▶ _WHAT THE TASK ASKS_
Determine the number of lines below that contain "registry". Write nothing but that number.

▶ _STUDY MATERIAL_
=-=-=-=-=

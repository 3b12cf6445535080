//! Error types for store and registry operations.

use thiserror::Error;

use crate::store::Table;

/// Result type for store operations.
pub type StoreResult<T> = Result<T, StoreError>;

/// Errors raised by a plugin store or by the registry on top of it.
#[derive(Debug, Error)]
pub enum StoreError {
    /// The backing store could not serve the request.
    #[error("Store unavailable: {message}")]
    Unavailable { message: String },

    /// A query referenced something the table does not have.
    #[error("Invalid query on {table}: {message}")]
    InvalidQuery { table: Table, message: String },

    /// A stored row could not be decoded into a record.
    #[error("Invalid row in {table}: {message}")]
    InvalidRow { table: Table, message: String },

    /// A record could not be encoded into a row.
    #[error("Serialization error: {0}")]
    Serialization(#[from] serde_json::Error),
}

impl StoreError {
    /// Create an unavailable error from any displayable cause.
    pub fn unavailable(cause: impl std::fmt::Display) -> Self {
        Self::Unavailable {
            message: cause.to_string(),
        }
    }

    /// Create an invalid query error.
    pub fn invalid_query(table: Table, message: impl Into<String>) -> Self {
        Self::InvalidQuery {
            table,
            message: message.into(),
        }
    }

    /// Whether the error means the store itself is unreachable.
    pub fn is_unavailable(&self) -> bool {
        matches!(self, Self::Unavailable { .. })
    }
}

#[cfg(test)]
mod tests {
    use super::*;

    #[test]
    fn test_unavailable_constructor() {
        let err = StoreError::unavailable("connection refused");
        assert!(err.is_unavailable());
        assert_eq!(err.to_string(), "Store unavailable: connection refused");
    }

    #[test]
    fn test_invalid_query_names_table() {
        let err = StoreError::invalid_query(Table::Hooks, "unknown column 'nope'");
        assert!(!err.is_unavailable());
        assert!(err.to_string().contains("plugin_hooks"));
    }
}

=-=-=-=-=

▶ _OUTPUT OF THE EXERCISE_
2